PROBLEM TO WORK ON:
Looking at the data below, report how many lines contain "expected", with no other words.

[Saved entries]
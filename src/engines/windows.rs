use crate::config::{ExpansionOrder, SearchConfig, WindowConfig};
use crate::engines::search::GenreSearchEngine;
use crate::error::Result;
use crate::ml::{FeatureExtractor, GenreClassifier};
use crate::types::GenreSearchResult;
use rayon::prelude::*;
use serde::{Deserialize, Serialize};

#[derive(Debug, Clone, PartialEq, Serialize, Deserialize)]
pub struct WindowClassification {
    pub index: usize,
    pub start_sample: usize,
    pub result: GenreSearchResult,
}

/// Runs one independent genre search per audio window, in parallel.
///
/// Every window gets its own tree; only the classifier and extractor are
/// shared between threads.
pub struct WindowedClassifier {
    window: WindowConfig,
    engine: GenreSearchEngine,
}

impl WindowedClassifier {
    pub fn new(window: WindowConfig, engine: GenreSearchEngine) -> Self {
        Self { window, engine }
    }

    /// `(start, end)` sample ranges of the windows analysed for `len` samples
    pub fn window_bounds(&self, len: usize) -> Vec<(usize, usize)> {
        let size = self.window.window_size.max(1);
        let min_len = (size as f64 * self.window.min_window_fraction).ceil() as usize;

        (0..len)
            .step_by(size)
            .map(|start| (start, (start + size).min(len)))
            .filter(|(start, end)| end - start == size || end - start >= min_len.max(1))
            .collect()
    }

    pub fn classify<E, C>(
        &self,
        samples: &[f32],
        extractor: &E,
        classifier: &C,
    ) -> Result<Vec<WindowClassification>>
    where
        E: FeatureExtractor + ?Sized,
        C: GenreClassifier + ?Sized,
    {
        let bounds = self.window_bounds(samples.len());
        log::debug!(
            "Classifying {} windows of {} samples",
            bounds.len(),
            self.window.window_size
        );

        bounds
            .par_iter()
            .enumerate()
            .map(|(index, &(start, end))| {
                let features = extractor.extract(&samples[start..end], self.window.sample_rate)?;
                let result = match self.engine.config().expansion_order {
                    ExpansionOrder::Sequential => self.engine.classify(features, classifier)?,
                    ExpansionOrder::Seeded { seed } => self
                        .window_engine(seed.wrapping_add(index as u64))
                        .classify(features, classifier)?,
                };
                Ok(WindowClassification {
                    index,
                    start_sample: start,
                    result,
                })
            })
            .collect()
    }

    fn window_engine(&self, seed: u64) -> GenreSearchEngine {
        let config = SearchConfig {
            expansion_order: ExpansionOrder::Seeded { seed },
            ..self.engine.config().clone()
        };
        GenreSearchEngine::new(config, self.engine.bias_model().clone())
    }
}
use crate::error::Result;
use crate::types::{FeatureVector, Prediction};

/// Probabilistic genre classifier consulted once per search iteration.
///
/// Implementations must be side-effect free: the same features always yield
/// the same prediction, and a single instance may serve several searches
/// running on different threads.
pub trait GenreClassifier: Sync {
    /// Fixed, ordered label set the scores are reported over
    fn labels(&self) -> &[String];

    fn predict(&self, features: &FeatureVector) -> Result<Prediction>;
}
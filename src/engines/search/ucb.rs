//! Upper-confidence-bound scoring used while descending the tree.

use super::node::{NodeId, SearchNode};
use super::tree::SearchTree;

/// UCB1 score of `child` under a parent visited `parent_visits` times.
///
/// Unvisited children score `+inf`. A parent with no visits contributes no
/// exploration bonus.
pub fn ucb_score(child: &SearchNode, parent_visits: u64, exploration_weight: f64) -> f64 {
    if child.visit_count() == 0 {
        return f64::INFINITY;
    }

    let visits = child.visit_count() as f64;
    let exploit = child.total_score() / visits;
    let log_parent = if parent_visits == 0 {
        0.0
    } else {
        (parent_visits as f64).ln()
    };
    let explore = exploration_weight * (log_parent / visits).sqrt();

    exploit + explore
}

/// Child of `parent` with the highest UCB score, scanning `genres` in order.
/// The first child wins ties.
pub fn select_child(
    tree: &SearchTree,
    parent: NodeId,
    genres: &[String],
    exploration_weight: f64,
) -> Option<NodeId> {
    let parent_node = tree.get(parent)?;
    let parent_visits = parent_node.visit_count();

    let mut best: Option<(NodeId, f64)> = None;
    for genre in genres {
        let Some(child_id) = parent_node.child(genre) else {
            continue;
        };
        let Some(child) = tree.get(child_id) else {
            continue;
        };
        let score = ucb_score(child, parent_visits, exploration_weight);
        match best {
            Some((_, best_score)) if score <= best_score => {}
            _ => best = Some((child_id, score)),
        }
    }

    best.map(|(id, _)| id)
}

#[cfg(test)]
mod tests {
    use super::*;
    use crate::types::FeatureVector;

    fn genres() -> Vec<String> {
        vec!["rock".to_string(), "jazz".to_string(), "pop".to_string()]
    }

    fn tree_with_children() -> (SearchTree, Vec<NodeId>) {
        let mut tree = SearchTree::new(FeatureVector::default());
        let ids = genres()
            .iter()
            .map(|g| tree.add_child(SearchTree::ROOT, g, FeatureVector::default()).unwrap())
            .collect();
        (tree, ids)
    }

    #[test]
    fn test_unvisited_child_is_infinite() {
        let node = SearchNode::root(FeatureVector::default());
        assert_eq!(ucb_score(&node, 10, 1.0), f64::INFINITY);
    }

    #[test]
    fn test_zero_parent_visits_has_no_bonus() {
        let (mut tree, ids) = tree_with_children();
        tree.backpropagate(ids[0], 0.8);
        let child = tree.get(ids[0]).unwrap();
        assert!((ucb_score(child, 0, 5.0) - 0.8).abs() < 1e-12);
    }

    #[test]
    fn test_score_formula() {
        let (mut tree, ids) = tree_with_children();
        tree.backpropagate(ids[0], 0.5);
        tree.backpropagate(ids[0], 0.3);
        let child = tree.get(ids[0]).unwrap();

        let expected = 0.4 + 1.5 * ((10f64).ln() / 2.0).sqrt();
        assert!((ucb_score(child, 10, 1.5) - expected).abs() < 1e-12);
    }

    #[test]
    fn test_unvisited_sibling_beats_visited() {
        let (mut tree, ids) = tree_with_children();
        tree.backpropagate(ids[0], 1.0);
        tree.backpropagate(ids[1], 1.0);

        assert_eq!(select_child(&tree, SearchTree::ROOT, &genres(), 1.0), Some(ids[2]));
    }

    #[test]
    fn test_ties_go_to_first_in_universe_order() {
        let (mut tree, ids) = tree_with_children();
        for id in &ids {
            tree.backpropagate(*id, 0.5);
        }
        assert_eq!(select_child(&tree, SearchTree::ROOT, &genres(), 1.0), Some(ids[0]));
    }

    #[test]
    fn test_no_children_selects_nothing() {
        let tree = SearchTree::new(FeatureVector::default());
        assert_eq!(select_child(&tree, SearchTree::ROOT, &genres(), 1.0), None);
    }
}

* * *

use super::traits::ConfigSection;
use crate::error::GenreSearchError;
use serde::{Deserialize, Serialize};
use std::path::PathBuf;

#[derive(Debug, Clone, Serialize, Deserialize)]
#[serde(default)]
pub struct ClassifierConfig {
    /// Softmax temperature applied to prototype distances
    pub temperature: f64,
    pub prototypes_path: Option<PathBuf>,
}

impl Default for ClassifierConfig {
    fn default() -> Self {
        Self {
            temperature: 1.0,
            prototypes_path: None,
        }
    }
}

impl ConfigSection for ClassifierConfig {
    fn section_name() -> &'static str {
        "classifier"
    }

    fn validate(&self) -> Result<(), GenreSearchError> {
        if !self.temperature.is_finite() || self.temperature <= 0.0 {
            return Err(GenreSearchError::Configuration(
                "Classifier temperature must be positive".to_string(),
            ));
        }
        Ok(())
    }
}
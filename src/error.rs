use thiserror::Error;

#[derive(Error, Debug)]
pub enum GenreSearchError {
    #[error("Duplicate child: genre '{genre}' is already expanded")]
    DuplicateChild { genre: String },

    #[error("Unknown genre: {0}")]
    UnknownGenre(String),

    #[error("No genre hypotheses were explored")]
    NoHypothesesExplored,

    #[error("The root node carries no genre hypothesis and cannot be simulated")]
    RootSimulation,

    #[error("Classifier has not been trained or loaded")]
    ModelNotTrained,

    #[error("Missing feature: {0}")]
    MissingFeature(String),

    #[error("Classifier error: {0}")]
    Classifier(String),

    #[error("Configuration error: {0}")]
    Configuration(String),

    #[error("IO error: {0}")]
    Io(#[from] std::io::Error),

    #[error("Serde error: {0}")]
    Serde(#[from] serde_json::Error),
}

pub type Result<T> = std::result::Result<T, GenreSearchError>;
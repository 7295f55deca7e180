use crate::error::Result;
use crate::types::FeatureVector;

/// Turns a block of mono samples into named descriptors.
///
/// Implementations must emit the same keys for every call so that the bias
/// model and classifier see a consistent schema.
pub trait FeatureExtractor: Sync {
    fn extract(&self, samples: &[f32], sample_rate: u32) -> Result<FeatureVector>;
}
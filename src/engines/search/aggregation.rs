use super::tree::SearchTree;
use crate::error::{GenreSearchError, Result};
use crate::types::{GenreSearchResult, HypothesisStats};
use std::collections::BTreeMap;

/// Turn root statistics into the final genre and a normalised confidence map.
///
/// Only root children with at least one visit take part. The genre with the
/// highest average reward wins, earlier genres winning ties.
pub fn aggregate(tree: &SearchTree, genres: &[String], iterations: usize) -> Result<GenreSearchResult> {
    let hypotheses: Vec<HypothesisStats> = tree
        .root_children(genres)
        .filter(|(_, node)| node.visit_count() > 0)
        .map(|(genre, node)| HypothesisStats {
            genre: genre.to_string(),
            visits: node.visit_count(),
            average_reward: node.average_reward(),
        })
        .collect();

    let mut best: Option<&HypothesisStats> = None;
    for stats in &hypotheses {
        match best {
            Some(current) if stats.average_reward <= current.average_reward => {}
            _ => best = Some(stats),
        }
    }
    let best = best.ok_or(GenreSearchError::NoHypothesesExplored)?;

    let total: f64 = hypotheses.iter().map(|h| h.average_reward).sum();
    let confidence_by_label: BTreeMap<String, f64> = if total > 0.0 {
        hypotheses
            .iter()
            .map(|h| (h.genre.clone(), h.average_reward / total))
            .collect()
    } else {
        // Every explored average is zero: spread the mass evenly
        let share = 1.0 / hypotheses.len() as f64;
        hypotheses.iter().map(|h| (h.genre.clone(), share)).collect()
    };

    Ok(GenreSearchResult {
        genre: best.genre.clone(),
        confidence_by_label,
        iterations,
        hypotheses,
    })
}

---

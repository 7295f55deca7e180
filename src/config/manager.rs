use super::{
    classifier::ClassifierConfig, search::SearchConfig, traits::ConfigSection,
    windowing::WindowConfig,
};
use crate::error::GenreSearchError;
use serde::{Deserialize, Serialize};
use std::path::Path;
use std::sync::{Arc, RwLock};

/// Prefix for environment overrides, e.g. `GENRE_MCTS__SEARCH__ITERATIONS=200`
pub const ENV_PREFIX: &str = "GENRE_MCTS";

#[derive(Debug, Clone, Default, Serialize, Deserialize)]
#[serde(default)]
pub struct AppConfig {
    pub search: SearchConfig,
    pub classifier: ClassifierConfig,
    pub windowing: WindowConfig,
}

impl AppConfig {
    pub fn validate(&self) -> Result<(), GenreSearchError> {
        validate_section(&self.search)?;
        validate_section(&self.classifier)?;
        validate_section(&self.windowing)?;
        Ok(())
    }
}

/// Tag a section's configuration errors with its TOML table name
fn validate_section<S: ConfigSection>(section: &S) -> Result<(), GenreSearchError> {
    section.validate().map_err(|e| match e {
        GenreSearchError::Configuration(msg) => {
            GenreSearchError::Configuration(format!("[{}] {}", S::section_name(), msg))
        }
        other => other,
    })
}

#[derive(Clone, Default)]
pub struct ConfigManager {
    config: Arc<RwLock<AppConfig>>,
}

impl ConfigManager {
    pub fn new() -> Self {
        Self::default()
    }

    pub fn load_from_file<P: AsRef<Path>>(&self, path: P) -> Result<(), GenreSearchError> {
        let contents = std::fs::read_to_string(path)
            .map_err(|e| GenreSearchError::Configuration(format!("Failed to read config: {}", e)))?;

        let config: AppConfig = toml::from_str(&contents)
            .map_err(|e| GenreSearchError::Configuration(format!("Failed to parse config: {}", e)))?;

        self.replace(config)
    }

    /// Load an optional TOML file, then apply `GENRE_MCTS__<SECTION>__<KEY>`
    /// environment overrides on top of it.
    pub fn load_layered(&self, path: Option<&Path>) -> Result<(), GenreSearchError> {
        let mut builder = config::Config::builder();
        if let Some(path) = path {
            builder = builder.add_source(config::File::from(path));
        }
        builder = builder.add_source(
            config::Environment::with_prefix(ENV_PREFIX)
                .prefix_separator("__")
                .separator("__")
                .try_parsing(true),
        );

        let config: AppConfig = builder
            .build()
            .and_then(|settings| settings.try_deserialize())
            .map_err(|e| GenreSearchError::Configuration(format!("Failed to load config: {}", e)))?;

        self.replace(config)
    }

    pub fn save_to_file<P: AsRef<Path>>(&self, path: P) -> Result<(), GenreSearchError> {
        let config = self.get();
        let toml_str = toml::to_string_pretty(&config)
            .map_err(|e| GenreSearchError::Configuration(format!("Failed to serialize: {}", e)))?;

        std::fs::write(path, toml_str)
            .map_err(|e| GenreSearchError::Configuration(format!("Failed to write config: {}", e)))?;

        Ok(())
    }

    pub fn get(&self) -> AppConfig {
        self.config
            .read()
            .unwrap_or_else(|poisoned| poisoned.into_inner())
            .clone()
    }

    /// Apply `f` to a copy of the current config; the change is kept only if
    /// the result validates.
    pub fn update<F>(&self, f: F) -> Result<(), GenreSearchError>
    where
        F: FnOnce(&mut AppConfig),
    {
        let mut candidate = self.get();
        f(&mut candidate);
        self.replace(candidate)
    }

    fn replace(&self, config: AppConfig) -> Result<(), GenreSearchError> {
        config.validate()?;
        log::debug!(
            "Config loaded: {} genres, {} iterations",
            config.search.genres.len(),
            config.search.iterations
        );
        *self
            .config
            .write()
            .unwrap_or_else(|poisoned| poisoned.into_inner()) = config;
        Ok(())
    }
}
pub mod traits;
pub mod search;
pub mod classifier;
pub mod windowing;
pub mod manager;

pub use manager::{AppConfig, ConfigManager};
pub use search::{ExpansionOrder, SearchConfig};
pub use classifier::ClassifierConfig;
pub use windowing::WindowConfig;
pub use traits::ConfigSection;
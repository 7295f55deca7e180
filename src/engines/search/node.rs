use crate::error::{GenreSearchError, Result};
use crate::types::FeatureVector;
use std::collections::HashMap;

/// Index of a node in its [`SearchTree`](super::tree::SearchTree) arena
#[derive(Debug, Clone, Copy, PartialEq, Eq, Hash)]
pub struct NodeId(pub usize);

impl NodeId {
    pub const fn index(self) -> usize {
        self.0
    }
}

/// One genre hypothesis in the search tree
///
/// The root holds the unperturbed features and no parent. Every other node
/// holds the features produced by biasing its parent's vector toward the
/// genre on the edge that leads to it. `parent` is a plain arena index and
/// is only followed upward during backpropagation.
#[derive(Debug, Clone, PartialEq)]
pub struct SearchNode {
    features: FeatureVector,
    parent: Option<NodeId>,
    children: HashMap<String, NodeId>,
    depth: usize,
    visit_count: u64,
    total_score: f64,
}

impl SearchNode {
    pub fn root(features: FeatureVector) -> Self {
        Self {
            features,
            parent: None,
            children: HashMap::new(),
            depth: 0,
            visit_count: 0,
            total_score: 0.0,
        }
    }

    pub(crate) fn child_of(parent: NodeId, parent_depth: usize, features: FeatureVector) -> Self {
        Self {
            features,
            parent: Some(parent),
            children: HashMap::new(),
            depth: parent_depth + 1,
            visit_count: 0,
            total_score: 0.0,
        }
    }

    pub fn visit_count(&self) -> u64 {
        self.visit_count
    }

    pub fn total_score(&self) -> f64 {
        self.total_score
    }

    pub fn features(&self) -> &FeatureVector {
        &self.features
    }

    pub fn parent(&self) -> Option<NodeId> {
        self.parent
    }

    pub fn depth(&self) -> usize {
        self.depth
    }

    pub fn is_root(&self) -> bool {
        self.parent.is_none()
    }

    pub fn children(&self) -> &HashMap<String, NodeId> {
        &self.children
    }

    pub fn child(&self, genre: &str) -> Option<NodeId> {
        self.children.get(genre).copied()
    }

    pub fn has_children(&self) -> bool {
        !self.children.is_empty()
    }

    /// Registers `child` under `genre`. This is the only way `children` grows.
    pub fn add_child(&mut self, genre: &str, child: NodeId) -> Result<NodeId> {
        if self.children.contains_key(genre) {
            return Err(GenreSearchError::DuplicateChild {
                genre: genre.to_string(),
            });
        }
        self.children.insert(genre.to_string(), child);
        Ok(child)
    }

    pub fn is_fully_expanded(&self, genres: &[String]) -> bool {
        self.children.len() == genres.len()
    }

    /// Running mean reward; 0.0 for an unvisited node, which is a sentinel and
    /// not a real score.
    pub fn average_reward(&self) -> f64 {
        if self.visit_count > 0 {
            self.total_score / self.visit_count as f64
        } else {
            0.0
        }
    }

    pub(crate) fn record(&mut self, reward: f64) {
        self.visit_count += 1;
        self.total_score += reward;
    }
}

RESULT FOR THIS EXERCISE:
2